» **EXERCISE DETAILS**: Look through the listing below, and wherever a line has the string "malformed", pull it out.

» **WORKING DATA**:
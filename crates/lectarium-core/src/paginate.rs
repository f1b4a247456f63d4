//! Pagination and ordering executor
//!
//! [`Paginator`] ties one entity type to a catalog and turns request
//! arguments into a single [`FetchRequest`] against a [`QueryableCollection`].

use serde::{Deserialize, Serialize};
use tracing::{debug, warn};

use crate::catalog::EntityCatalog;
use crate::compile::Compiler;
use crate::error::{QueryResult, SchemaError, SecurityError};
use crate::order::{self, OrderClause};
use crate::parser::Parser;
use crate::predicate::Predicate;
use crate::storage::{FetchRequest, QueryableCollection, Window};

/// Per-request listing arguments.
///
/// Deserializes with defaults for every missing key, so a query string with
/// only `filter` set is valid.
#[derive(Debug, Clone, PartialEq, Eq, Serialize, Deserialize)]
#[serde(default)]
pub struct PaginationArgs {
    /// 1-based page number
    pub page: i64,
    /// Page size; 0 means unbounded
    pub size: usize,
    /// Rows skipped before the first page
    pub offset: usize,
    pub filter: String,
    pub order_by: String,
}

impl Default for PaginationArgs {
    fn default() -> Self {
        Self {
            page: 1,
            size: 0,
            offset: 0,
            filter: String::new(),
            order_by: String::new(),
        }
    }
}

impl PaginationArgs {
    pub fn new() -> Self {
        Self::default()
    }

    pub fn page(mut self, page: i64) -> Self {
        self.page = page;
        self
    }

    pub fn size(mut self, size: usize) -> Self {
        self.size = size;
        self
    }

    pub fn offset(mut self, offset: usize) -> Self {
        self.offset = offset;
        self
    }

    pub fn filter(mut self, filter: impl Into<String>) -> Self {
        self.filter = filter.into();
        self
    }

    pub fn order_by(mut self, order_by: impl Into<String>) -> Self {
        self.order_by = order_by.into();
        self
    }

    /// Limit the page size to `max`. An unbounded request becomes a first
    /// page of `max` rows. `max == 0` leaves the arguments unchanged.
    pub fn capped(mut self, max: usize) -> Self {
        if max > 0 && (self.size == 0 || self.size > max) {
            self.size = max;
        }
        self
    }

    /// The slice of the ordered result set these arguments select.
    ///
    /// With `size > 0` the page is `[offset + size*(page-1), +size)`. Bounds
    /// that fall below zero (from `page <= 0`) are clamped to zero.
    pub fn window(&self) -> Window {
        if self.size > 0 {
            let size = i64::try_from(self.size).unwrap_or(i64::MAX);
            let offset = i64::try_from(self.offset).unwrap_or(i64::MAX);
            let start = size
                .saturating_mul(self.page.saturating_sub(1))
                .saturating_add(offset);
            let end = start.saturating_add(size);
            if start < 0 {
                warn!(page = self.page, size = self.size, offset = self.offset, "negative page start clamped to zero");
            }
            Window::Range {
                start: clamp(start),
                end: clamp(end),
            }
        } else if self.offset > 0 {
            Window::Skip(self.offset)
        } else {
            Window::All
        }
    }
}

fn clamp(bound: i64) -> usize {
    usize::try_from(bound.max(0)).unwrap_or(usize::MAX)
}

/// Executes listing requests for one entity type.
pub struct Paginator<'c, C: ?Sized> {
    catalog: &'c C,
    entity: String,
}

impl<'c, C: EntityCatalog + ?Sized> Paginator<'c, C> {
    pub fn new(catalog: &'c C, entity: impl Into<String>) -> Result<Self, SchemaError> {
        let entity = entity.into();
        if !catalog.contains_entity(&entity) {
            return Err(SchemaError::UnknownEntity(entity));
        }
        Ok(Self { catalog, entity })
    }

    pub fn entity(&self) -> &str {
        &self.entity
    }

    pub fn catalog(&self) -> &'c C {
        self.catalog
    }

    /// Compile a filter string, skipping malformed clauses.
    pub fn parse_filters(&self, filter: &str) -> QueryResult<Predicate> {
        let parsed = Parser::parse(filter);
        Compiler::new(self.catalog).compile(parsed.tree.as_ref(), &self.entity)
    }

    /// Compile a filter string, rejecting malformed clauses.
    pub fn parse_filters_strict(&self, filter: &str) -> QueryResult<Predicate> {
        let tree = Parser::parse_strict(filter)?;
        Compiler::new(self.catalog).compile(tree.as_ref(), &self.entity)
    }

    pub fn parse_order_clauses(&self, order_by: &str) -> Result<Vec<OrderClause>, SecurityError> {
        order::parse_order_clauses(order_by, &self.entity, self.catalog)
    }

    /// Build the fetch for `args`. `extra` predicates are ANDed in without
    /// field validation; they come from trusted callers, not request input.
    pub fn request(&self, args: &PaginationArgs, extra: &[Predicate]) -> QueryResult<FetchRequest> {
        let filtered = self.parse_filters(&args.filter)?;
        let order = self.parse_order_clauses(&args.order_by)?;
        let predicate = Predicate::all(std::iter::once(filtered).chain(extra.iter().cloned()));

        Ok(FetchRequest {
            predicate,
            order,
            window: args.window(),
        })
    }

    /// Filter, order and window one page of entities.
    pub fn paginate<S>(
        &self,
        store: &S,
        args: &PaginationArgs,
        extra: &[Predicate],
    ) -> QueryResult<Vec<S::Item>>
    where
        S: QueryableCollection + ?Sized,
    {
        let request = self.request(args, extra)?;
        debug!(
            entity = %self.entity,
            predicate = %request.predicate,
            order = request.order.len(),
            window = ?request.window,
            "fetching page"
        );
        Ok(store.fetch(&self.entity, &request)?)
    }

    /// Number of entities the filter selects, ignoring order and window.
    pub fn items_count<S>(&self, store: &S, filter: &str, extra: &[Predicate]) -> QueryResult<usize>
    where
        S: QueryableCollection + ?Sized,
    {
        let filtered = self.parse_filters(filter)?;
        let predicate = Predicate::all(std::iter::once(filtered).chain(extra.iter().cloned()));
        debug!(entity = %self.entity, predicate = %predicate, "counting");
        Ok(store.count(&self.entity, &predicate)?)
    }
}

» **ANSWER SECTION**:
    /// Compile a filter string, skipping malformed clauses.
    /// Compile a filter string, rejecting malformed clauses.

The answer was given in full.